Building Scalable Distributed Systems - Pt. 3
Proxies and Load balancers are the last piece of this thread. They are the most
important component to make applications able to scale: here we’re not talking about
load in terms of I/O like the previous post, but we’re talking about the management of
the access, the policies to be applied on the applications in order to correctly handle
a great number of requests.
So let’s start from the proxy component.
The first thing we need to mention is the collapsed forwarding.
Imagine there is a request for the same data across several nodes, and that piece of
data is not in the cache.
If that request is routed thought the proxy, then all of those requests can be collapsed
into one, which means we only have to read the disk once; this is similar to a cache, but
instead of storing the data/document like a cache, it is optimizing the requests or calls
for those documents and acting as a proxy for those clients.
Another great way to use the proxy is to not just collapse requests for the same data, but
also to collapse requests for data that is spatially close together in the origin store.
The last consideration to do with the proxies is that starting from Nginx as a reverse proxy, there are many options to consider; Squid and Varnish have both been road tested and are widely used in many production Web sites. These proxy solutions offer many optimizations to make the most of client-server communication. Installing one of these as a reverse proxy at the Web server layer can improve Web server performance considerably, reducing the amount of work required to handle incoming client requests.
Finally, now we can go deeply into the last critical piece of every distributed system: we’re talking about load balancers. Their main purpose is to handle a lot of simultaneous connections and route those connections to one of the request nodes, allowing the system to scale to service more requests by just adding nodes. In a distributed system, load balancers are often found at the very front of the system, such that all incoming requests are routed accordingly. In a complex distributed system, it is not uncommon for a request to be routed to multiple load balancers before reach the backend system.
One of the challenges with load balancers is managing user-session-specific data. In an e-commerce
site, for instance, when you only have one client it is very easy to allow users to put
things in their shopping cart and persist those contents between visits.
However, if a user is routed to one node for a session and then a different node on their next visit,
there can be inconsistencies since the new node may be missing that user’s cart contents.

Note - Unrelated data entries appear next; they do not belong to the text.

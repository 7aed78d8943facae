//! Error types for the Hindsight domain.
//!
//! Uses `thiserror` for ergonomic error definitions. Each bounded context
//! has its own error enum. Note the engine's external contract: none of
//! these ever escape an invocation — the pipeline degrades to silence
//! instead of failing the caller.

use std::path::PathBuf;
use thiserror::Error;

/// Errors from corpus persistence.
///
/// Only `persist` can produce these; `load` is infallible by contract
/// (a missing or corrupt corpus reads as empty).
#[derive(Debug, Error)]
pub enum StoreError {
    #[error("Failed to write corpus at {path}: {reason}")]
    Io { path: PathBuf, reason: String },

    #[error("Failed to serialize example {id}: {reason}")]
    Serialize { id: String, reason: String },
}

/// Errors from configuration resolution.
///
/// Surfaced to operators via the `status` command; the pipeline itself
/// resolves any of these to built-in defaults before running.
#[derive(Debug, Error)]
pub enum ConfigError {
    #[error("Failed to read config file at {path}: {reason}")]
    Read { path: PathBuf, reason: String },

    #[error("Failed to parse config file at {path}: {reason}")]
    Parse { path: PathBuf, reason: String },

    #[error("Configuration validation failed: {0}")]
    Validation(String),
}

#[cfg(test)]
mod tests {
    use super::*;

    #[test]
    fn store_error_displays_path() {
        let err = StoreError::Io {
            path: PathBuf::from("/tmp/examples.jsonl"),
            reason: "permission denied".into(),
        };
        assert!(err.to_string().contains("/tmp/examples.jsonl"));
        assert!(err.to_string().contains("permission denied"));
    }

    #[test]
    fn config_error_displays_reason() {
        let err = ConfigError::Validation("min_rating must be between 1 and 10".into());
        assert!(err.to_string().contains("min_rating"));
    }
}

One way around this can be to make sessions sticky so that the user is always routed to the same
node, but then it is very hard to take advantage of some reliability features like automatic
failover.
In larger systems there are all sorts of different scheduling and load-balancing algorithms, including
simple ones like random choice or round robin, and more sophisticated mechanisms that take
things like utilization and capacity into consideration. All of these algorithms allow traffic and
requests to be distributed, and can provide helpful reliability tools like automatic failover, or
automatic removal of a bad node (such as when it becomes unresponsive).
Finally, building scalable distributed systems is a very exciting job… think about every piece
of this puzzle isn’t a simple task because there are lots of variables to play with.
There are N-algorithms, data structures and tools coming to help handle this kind of
architectures and I hope to talk about these stuffs on other posts like this.